In the last session, we used the PopGenome package to calculate sliding window estimates of nucleotide diversity across chromosome 8 of the house, Italian and Spanish sparrows with data from Ravinet et al. (2018). We will now return to this example and use it to demonstrate why we must interpret the genomic landscape of differentiation with caution.

8.2.1 Reading in the sparrow vcf

The first step we need to take is to read our VCF of the sparrow chromosome 8 into the R environment. This is exactly the same procedure as the last session but just in case you missed those steps, here they are again. Remember that becasue the VCF is large, the file is compressed and there are some preprocessing steps you will need to do before you can open in it in R.

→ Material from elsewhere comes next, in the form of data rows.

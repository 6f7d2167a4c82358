use chrono::{DateTime, NaiveDate, NaiveDateTime, NaiveTime, SecondsFormat, TimeDelta, Utc};

use super::ValidationError;

pub const DEFAULT_DURATION_MINUTES: i64 = 30;
pub const MIN_DURATION_MINUTES: i64 = 1;
pub const MAX_DURATION_MINUTES: i64 = 24 * 60;

/// A parsed appointment slot, normalized to UTC.
#[derive(Debug, Clone, Copy, PartialEq, Eq)]
pub struct TimeWindow {
    pub start: DateTime<Utc>,
    pub end: DateTime<Utc>,
    pub duration_minutes: i64,
}

impl TimeWindow {
    pub fn new(start: &str, duration_minutes: i64) -> Result<Self, ValidationError> {
        if !(MIN_DURATION_MINUTES..=MAX_DURATION_MINUTES).contains(&duration_minutes) {
            return Err(ValidationError::InvalidDuration(duration_minutes));
        }

        let parsed = parse_timestamp(start)?;
        let end = parsed
            .checked_add_signed(TimeDelta::minutes(duration_minutes))
            .ok_or_else(|| ValidationError::MalformedTimestamp(start.to_string()))?;
        let start = parsed;

        Ok(TimeWindow {
            start,
            end,
            duration_minutes,
        })
    }

    pub fn start_rfc3339(&self) -> String {
        render_timestamp(self.start)
    }

    pub fn end_rfc3339(&self) -> String {
        render_timestamp(self.end)
    }
}

/// End of an appointment starting at `start` and lasting `duration_minutes`,
/// rendered as an ISO 8601 UTC string with a trailing `Z`.
pub fn compute_end(start: &str, duration_minutes: i64) -> Result<String, ValidationError> {
    TimeWindow::new(start, duration_minutes).map(|window| window.end_rfc3339())
}

/// Accepts RFC 3339 (`Z` or a numeric offset), minute-precision date-times
/// with or without an offset, and bare dates. Values without an offset are
/// taken as UTC; bare dates mean midnight.
pub fn parse_timestamp(input: &str) -> Result<DateTime<Utc>, ValidationError> {
    // chrono skips leading whitespace before numeric fields
    if input.trim() != input {
        return Err(ValidationError::MalformedTimestamp(input.to_string()));
    }

    if let Ok(dt) = DateTime::parse_from_rfc3339(input) {
        return Ok(dt.with_timezone(&Utc));
    }

    let with_offset = input.replacen('Z', "+00:00", 1);
    if let Ok(dt) = DateTime::parse_from_str(&with_offset, "%Y-%m-%dT%H:%M%:z") {
        return Ok(dt.with_timezone(&Utc));
    }

    input
        .parse::<NaiveDateTime>()
        .or_else(|_| NaiveDateTime::parse_from_str(input, "%Y-%m-%dT%H:%M"))
        .or_else(|_| {
            input
                .parse::<NaiveDate>()
                .map(|date| date.and_time(NaiveTime::default()))
        })
        .map(|naive| naive.and_utc())
        .map_err(|_| ValidationError::MalformedTimestamp(input.to_string()))
}

pub fn render_timestamp(dt: DateTime<Utc>) -> String {
    dt.to_rfc3339_opts(SecondsFormat::AutoSi, true)
}
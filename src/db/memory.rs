use std::collections::HashSet;

use async_trait::async_trait;
use dashmap::DashMap;
use serde_json::Value;

use super::{DocumentQuery, DocumentStore, StoreError, document_id};

struct StoredDocument {
    partition_key: String,
    body: Value,
}

#[derive(Default)]
struct Container {
    /// (partition_key, id) of every stored document
    keys: HashSet<(String, String)>,
    documents: Vec<StoredDocument>,
}

/// Process-local document store. Containers are created on first write.
#[derive(Default)]
pub struct MemoryDocumentStore {
    /// container name -> documents in insertion order
    containers: DashMap<String, Container>,
}

impl MemoryDocumentStore {
    pub fn new() -> Self {
        Self {
            containers: DashMap::new(),
        }
    }
}

#[async_trait]
impl DocumentStore for MemoryDocumentStore {
    async fn create(
        &self,
        container: &str,
        partition_key: &str,
        document: &Value,
    ) -> Result<(), StoreError> {
        let id = document_id(document)?;

        let mut entry = self.containers.entry(container.to_string()).or_default();
        if !entry
            .keys
            .insert((partition_key.to_string(), id.to_string()))
        {
            return Err(StoreError::Conflict {
                message: format!("document '{id}' already exists in '{container}'"),
                code: None,
            });
        }

        entry.documents.push(StoredDocument {
            partition_key: partition_key.to_string(),
            body: document.clone(),
        });
        Ok(())
    }

    async fn query(&self, container: &str, query: &DocumentQuery) -> Result<Vec<Value>, StoreError> {
        let Some(entry) = self.containers.get(container) else {
            return Ok(Vec::new());
        };

        Ok(entry
            .documents
            .iter()
            .filter(|d| query.matches(&d.partition_key, &d.body))
            .map(|d| d.body.clone())
            .collect())
    }
}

  • First, download the VCF
  • Next, make a directory in your working directory (use getwd if you don’t know where that is) and call it sparrow_snps
  • Move the downloaded VCF into this new directory and then uncompress it. If you do not have an program for this, you can either use the Unarchiver (Mac OS X) or 7zip (Windows).
  • Make sure only the uncompressed file is present in the directory.

With these steps carried out, you can read this data in like so:

MAC

sparrows <- readData("./sparrow_snps/", format = "VCF", include.unknown = TRUE, FAST = TRUE)

WINDOWS

sparrows <- readData("./sparrow_snps", format = "VCF", include.unknown = TRUE, FAST = TRUE)

Like last time, we then need to read the file with population information, and attach that to our sparrows object. You should have the file available from last week’s tutorial, otherwise it can be downloaded here.

sparrow_info <- read.table("./sparrow_pops.txt", sep = "\t", header = TRUE)
populations <- split(sparrow_info$ind, sparrow_info$pop)
sparrows <- set.populations(sparrows, populations, diploid = T)

8.2.2 Examining the variant data

Remember, you can look at the data we have read in using the following command:

get.sum.data(sparrows)

In this case, you can see that from the n.sites that the final site is at position 49,693,117. The actual chromosome is 49,693,984 long - so this confirms variants span the entire chromosome. Note that n.sites is a bit counter-intuitive here, it would only make sense as the number of sites if we had called nucleotides at every single position in the genome - but since this is a variant call format, only containing polymorphic positions then obviously this is not the case. Furthermore, the data has actually been subset in order to make it more manageable for our purposes today.

Nonetheless, it is still substantial, from the n.biallelic.sites we can see there are 91,312 bilallelic SNPs and from n.polyallelic.sites, there are 1092 positions with more than two alleles. So in total we have:

sparrows@n.biallelic.sites + sparrows@n.polyallelic.sites

A total of 92,404 SNPs - a big dataset which requires some specific approaches to handling the data.